More than half of the planet’s fresh water is in Antarctica. While most of it is frozen in the ice sheets, underneath the ice pools and streams of water flow into one another and into the Southern Ocean surrounding the continent. Understanding the movement of this water, and what is dissolved in it as solutes, reveals how carbon and nutrients from the land may support life in the coastal ocean.
Gathering data on the biogeochemistry of these systems is an undertaking of Antarctic proportions. Trista Vick-Majors, Assistant Professor of Biological Sciences at Michigan Technological University, is part of a team that gathered samples from the Whillans Subglacial Lake in West Antarctica and is lead author on a paper about the lake, recently published in Global Biogeochemical Cycles.
“Life is tough — it can handle a lot,” Vick-Majors said. “This paper is putting together what we know about the biology and how active it is under Antarctic ice with information about the composition of organic carbon in the lake.”
Life beneath the ice puts up with a lot — there is no sunlight and pressure from the ice above in combination with heat radiating up from the Earth’s core is what melts the water to form the lake, so the temperature hovers just below freezing. Organic carbon, an important food source for microorganisms, is present in relatively high concentrations in Whillans Subglacial Lake, even if it lacks the verdant mess of a Midwest pond in late August. Instead, as cameras dropped down the borehole of Mercer Subglacial Lake (a neighbor of Whillans) reveal, the subglacial lake is dark, cold, full of soft and fluffy sediment, and lined with bubble-filled ice.
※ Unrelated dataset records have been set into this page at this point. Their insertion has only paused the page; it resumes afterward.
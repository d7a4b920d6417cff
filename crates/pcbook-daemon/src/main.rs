// crates/pcbook-daemon/src/main.rs
//
// Binary entrypoint for the pcbook daemon.
//
// Initializes tracing, parses CLI arguments, loads configuration, seeds
// the credential store, builds the stores and token manager, and serves
// the LaptopService and AuthService until Ctrl-C.

mod config;
mod seed;

use std::sync::Arc;

use clap::Parser;
use config::DaemonConfig;

use pcbook_core::token::TokenManager;
use pcbook_rpc::{PcbookRpcServer, RpcConfig};
use pcbook_store::{DiskImageStore, InMemoryLaptopStore, InMemoryRatingStore, InMemoryUserStore};

/// pcbook daemon: serves the laptop catalog over gRPC.
#[derive(Parser, Debug)]
#[command(name = "pcbook-daemon", version = "0.1.0", about = "pcbook laptop catalog server")]
struct Args {
    /// Path to the TOML configuration file.
    #[arg(long, default_value = "~/.pcbook/server.toml")]
    config: String,

    /// Port to listen on, overriding the config file.
    #[arg(long)]
    port: Option<u16>,
}

#[tokio::main]
async fn main() -> Result<(), Box<dyn std::error::Error>> {
    // Initialize tracing subscriber for structured logging.
    tracing_subscriber::fmt()
        .with_env_filter(
            tracing_subscriber::EnvFilter::try_from_default_env()
                .unwrap_or_else(|_| tracing_subscriber::EnvFilter::new("info")),
        )
        .init();

    let args = Args::parse();

    // Load configuration from TOML file, falling back to defaults if the file
    // is not found.
    let config_path = expand_tilde(&args.config);
    let mut daemon_config = match DaemonConfig::load(&config_path) {
        Ok(cfg) => {
            tracing::info!("Loaded configuration from {}", config_path);
            cfg
        }
        Err(e) => {
            tracing::warn!(
                "Could not load config from {}: {}. Using defaults.",
                config_path,
                e
            );
            DaemonConfig::default()
        }
    };

    // CLI --port flag overrides the config file value.
    if let Some(port) = args.port {
        daemon_config.rpc_port = port;
    }

    let image_dir = expand_tilde(&daemon_config.image_dir);

    tracing::info!("pcbook daemon v0.1.0");
    tracing::info!(
        "RPC endpoint: {}:{}",
        daemon_config.rpc_host,
        daemon_config.rpc_port
    );
    tracing::info!("Image directory: {}", image_dir);
    tracing::info!("Token lifetime: {}s", daemon_config.token_duration_secs);

    // Credentials.
    let tokens = Arc::new(TokenManager::new(
        &daemon_config.token_secret,
        daemon_config.token_duration()?,
    )?);
    let users = Arc::new(InMemoryUserStore::new());
    let seeded = seed::seed_users(users.as_ref(), &daemon_config.users).await?;
    tracing::info!("Seeded {} users", seeded);

    // Catalog stores.
    let laptops = Arc::new(InMemoryLaptopStore::new());
    let images = Arc::new(DiskImageStore::new(&image_dir).await?);
    let ratings = Arc::new(InMemoryRatingStore::new());

    let rpc_config = RpcConfig {
        host: daemon_config.rpc_host.clone(),
        port: daemon_config.rpc_port,
    };
    let mut rpc_server = PcbookRpcServer::new(rpc_config, laptops, images, ratings, users, tokens);

    if let Some(tls) = &daemon_config.tls {
        tracing::info!("TLS enabled with certificate {}", tls.cert_path.display());
        rpc_server = rpc_server.with_tls(tls.load()?);
    }

    rpc_server.start().await?;

    tracing::info!("pcbook daemon stopped");
    Ok(())
}

/// Expand `~` at the start of a path to the user's home directory.
fn expand_tilde(path: &str) -> String {
    if let Some(rest) = path.strip_prefix("~/") {
        if let Some(home) = dirs::home_dir() {
            return home.join(rest).display().to_string();
        }
    }
    path.to_string()
}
The lake bed looks more alien than earth, and studying extreme environments like this does provide insight into what extraterrestrial life could be like or how earthly life might survive in similar conditions. Not that humans, penguins or fish could handle it; life in the waters beneath Antarctica’s ice is mostly microbial. They still show signs of life — organic carbon and other chemical byproducts of living, eating, excreting and dying — that Vick-Majors and her team can measure and budget.
Using mass balance calculations, the team’s research shows that a pool of dissolved organic carbon in the Whillans Subglacial Lake can be produced in 4.8 to 11.9 years. As the lake fills and drains, which takes about the same amount of time, all those nutrients slip and slide their way to the ice-covered coast of the Southern Ocean. Based on the team’s calculations, the subglacial lakes in the region provide 5,400% more organic carbon than what microbial life in the ice-covered ocean downstream needs to survive.
“There’s no photosynthesis under the ice in the ocean downstream of this lake — this limits the available food and energy sources in a way that you wouldn’t find in a surface lake or the open ocean,” Vick-Majors said. “The idea is that these subglacial lakes that are upstream could provide important sources of energy and nutrients for things living in the ice-covered regions of the Southern Ocean.”
While the Whillans Subglacial Lake on its own indicates that upstream nutrients may be an important factor, it is only a single source of data in an ice-covered complex of underground lakes, streams and estuary-like mixing zones that undergo seasonal and sporadic fluxes.
To expand their view, Vick-Majors and the rest of the team have been gathering data at other sites (Mercer Subglacial Lake was sampled by the SALSA team in early 2019), and doing so is no small feat. They make it happen with a hot water drill, a specially designed hose, a 10-liter water sampling bottle, some sediment coring devices, and a week of summery polar weather that can plunge to 20 below. The crew wears Tyvek suits and all equipment is thoroughly cleaned. They also filter the drilling water, run it past several banks of ultra-violet lights to knock down microbial contamination, and then heat it up to use the hot water to open an approximately 1000-meter borehole down to the lake.
“Some of that melted ice water, which has now circulated through the drill, is removed from the hole so that when the lake is punctured, water from the lake moves up into the borehole,” Vick-Majors said, explaining that the crew has to keep the hot water from the drill separate from the lake water to keep their samples and the lake clean. “It takes about 24 hours to drill the borehole and we keep it open for a few days; gathering a single sample or letting down the cameras can take two hours or more, depending on the equipment.”
And the hole keeps trying to refreeze. Plus, Vick-Majors is not a lone scientist; she is embedded in an interdisciplinary team and everyone needs access to the borehole for different experiments. But for all the tight logistics and cold toes, she says it’s worth it.
“There is water and there is life under the ice,” Vick-Majors said. “These can teach us a lot about our planet because this is a great place to look at somewhat simplified ecosystems, without higher levels of organisms. So we can answer questions about life that can be really hard to answer in other places.”
The flip side is that physical-biological interactions can be still be complicated in these environments; the paper is step towards understanding them. The subglacial lakes of West Antarctica are almost otherworldly and simultaneously grant insight into the possibilities for exoplanet environments while revealing the deep, water-kept secrets of our own world.